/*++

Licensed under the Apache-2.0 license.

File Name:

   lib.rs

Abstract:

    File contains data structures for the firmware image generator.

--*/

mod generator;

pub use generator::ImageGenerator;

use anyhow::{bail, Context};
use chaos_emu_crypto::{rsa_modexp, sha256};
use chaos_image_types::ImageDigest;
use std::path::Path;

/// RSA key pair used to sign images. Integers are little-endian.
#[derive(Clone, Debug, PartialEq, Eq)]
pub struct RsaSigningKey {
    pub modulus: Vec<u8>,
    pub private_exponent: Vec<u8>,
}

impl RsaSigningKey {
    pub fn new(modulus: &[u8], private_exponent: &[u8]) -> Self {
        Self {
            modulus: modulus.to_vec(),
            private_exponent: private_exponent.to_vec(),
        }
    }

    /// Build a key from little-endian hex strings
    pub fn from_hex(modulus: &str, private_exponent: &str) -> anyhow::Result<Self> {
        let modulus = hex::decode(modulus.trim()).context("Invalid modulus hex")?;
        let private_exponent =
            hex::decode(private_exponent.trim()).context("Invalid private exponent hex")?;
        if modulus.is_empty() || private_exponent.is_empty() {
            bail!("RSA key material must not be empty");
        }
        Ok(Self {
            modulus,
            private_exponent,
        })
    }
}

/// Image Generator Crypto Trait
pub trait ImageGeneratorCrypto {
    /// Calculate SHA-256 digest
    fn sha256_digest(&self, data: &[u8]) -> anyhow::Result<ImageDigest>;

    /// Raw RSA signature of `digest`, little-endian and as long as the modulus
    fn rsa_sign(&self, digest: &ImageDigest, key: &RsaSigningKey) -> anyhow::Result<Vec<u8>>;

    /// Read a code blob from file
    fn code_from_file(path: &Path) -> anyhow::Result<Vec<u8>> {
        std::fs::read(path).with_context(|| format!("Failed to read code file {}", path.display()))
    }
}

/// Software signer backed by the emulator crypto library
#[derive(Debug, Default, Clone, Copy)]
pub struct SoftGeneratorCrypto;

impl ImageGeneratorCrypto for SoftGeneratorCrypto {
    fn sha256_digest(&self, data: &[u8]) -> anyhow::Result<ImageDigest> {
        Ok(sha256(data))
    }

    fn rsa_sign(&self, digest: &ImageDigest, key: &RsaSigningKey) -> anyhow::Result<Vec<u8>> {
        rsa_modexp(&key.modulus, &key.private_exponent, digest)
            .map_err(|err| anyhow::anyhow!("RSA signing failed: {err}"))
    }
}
--*--
## YOUR ASSIGNMENT
Track down all lines above with the string "trim" and copy them.

## EXERCISE ANSWER
        let modulus = hex::decode(modulus.trim()).context("Invalid modulus hex")?;
            hex::decode(private_exponent.trim()).context("Invalid private exponent hex")?;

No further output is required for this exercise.